• _WHAT YOU ARE ASKED TO DO_
From the listing, collect all lines containing the word "being".

(INPUT FOR THIS TASK Opens)

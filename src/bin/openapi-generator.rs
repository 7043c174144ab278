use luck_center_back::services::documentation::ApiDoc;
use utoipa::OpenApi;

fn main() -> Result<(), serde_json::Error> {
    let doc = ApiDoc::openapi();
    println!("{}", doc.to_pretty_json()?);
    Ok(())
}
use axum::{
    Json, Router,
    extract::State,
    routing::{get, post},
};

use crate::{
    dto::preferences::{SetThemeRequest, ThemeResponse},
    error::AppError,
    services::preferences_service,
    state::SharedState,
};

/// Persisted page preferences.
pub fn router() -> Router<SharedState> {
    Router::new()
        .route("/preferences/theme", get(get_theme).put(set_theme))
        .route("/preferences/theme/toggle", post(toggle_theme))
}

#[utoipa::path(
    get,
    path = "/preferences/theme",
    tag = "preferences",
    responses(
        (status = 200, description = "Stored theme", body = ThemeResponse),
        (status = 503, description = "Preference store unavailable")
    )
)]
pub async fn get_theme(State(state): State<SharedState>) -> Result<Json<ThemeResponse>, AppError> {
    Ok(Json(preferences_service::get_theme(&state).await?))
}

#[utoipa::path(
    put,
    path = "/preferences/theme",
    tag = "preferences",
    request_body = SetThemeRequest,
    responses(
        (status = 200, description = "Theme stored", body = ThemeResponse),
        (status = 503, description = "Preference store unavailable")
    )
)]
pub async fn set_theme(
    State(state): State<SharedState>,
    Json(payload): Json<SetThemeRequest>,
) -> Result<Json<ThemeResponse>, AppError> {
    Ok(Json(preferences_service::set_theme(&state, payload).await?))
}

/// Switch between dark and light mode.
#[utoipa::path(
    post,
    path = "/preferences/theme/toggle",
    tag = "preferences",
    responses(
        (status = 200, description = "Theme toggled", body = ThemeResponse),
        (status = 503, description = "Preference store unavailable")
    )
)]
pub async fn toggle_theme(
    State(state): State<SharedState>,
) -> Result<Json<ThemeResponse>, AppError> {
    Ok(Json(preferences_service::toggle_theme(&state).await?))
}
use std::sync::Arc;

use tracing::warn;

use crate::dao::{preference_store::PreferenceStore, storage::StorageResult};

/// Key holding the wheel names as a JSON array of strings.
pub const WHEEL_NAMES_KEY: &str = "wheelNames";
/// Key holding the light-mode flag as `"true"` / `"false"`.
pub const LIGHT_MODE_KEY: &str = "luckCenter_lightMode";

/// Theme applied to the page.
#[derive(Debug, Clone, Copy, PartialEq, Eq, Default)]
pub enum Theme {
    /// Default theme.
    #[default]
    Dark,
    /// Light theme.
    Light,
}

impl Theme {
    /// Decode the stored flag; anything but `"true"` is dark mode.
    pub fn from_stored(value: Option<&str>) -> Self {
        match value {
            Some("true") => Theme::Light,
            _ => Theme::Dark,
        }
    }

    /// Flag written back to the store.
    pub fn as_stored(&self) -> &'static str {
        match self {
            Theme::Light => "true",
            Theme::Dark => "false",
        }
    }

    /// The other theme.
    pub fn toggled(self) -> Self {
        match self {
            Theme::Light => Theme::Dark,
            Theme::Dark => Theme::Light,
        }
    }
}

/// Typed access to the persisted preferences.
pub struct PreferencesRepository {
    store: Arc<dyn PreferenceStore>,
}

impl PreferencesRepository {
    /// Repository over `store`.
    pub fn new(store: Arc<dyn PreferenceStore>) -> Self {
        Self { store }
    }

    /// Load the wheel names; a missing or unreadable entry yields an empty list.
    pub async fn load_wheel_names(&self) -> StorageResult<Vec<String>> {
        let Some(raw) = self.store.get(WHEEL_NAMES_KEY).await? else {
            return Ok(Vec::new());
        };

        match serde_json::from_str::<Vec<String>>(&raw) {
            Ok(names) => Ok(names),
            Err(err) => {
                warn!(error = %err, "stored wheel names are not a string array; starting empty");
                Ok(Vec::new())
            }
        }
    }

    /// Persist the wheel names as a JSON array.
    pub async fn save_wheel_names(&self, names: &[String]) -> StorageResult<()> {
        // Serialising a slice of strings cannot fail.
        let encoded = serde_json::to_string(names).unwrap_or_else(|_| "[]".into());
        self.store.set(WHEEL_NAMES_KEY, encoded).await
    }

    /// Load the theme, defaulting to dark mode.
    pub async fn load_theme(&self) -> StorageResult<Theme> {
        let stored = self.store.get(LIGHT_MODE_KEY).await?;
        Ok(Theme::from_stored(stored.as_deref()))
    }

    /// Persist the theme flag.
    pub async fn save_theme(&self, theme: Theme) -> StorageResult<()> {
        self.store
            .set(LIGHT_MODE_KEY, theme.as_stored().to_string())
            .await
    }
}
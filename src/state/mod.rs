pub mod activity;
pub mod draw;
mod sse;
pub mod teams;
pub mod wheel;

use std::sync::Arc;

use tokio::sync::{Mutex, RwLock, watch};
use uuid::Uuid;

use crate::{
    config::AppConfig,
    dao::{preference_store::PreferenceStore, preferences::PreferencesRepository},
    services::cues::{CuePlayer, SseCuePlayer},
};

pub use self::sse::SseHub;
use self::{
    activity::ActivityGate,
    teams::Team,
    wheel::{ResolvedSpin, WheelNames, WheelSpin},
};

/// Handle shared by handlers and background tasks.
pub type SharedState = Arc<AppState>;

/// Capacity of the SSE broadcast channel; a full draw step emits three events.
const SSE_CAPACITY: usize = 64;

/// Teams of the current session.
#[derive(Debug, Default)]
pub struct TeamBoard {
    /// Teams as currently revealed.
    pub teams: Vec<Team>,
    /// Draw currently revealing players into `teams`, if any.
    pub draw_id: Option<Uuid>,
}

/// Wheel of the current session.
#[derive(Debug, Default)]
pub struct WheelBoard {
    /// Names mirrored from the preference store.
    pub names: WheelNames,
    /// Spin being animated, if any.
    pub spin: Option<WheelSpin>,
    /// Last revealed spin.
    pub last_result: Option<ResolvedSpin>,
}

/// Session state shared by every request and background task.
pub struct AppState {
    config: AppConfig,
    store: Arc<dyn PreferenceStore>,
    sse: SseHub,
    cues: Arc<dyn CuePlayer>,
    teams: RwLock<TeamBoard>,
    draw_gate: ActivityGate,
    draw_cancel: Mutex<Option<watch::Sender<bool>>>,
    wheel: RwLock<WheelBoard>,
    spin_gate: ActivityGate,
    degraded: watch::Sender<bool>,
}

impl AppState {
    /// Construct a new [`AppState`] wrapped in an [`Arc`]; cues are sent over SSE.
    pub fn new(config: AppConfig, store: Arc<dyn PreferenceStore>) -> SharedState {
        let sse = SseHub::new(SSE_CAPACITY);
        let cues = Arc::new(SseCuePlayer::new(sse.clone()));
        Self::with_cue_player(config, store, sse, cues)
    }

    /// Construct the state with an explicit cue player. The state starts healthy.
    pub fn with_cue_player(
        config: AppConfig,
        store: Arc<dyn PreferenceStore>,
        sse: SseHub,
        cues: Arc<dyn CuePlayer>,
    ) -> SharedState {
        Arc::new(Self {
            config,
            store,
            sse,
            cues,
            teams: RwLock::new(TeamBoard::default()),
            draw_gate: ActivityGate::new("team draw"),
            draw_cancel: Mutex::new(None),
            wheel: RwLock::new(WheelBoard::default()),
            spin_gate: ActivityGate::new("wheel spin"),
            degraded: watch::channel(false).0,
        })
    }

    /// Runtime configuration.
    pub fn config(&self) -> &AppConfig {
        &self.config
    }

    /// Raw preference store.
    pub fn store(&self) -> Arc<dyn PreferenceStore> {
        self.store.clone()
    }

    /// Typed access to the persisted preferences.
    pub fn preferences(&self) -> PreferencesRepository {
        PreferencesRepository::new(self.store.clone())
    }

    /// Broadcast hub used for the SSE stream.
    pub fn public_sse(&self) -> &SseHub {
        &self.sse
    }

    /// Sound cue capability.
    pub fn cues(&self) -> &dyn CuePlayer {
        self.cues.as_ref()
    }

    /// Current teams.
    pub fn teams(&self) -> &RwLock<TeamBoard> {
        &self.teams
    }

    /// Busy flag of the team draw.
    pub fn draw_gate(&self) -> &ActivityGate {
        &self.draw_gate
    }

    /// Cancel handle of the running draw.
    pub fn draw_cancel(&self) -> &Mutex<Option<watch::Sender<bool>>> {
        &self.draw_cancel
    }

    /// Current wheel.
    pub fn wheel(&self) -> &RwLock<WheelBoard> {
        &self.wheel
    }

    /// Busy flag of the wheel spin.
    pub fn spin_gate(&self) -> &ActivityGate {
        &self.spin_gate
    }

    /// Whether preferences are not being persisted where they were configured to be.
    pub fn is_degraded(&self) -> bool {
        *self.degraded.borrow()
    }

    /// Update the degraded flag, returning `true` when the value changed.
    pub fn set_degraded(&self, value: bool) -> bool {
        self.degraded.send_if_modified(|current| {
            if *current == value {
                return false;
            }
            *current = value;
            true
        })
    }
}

(INPUT FOR THIS TASK Closes)

• _FINISHED EXERCISE_
    /// Spin being animated, if any.
    /// Whether preferences are not being persisted where they were configured to be.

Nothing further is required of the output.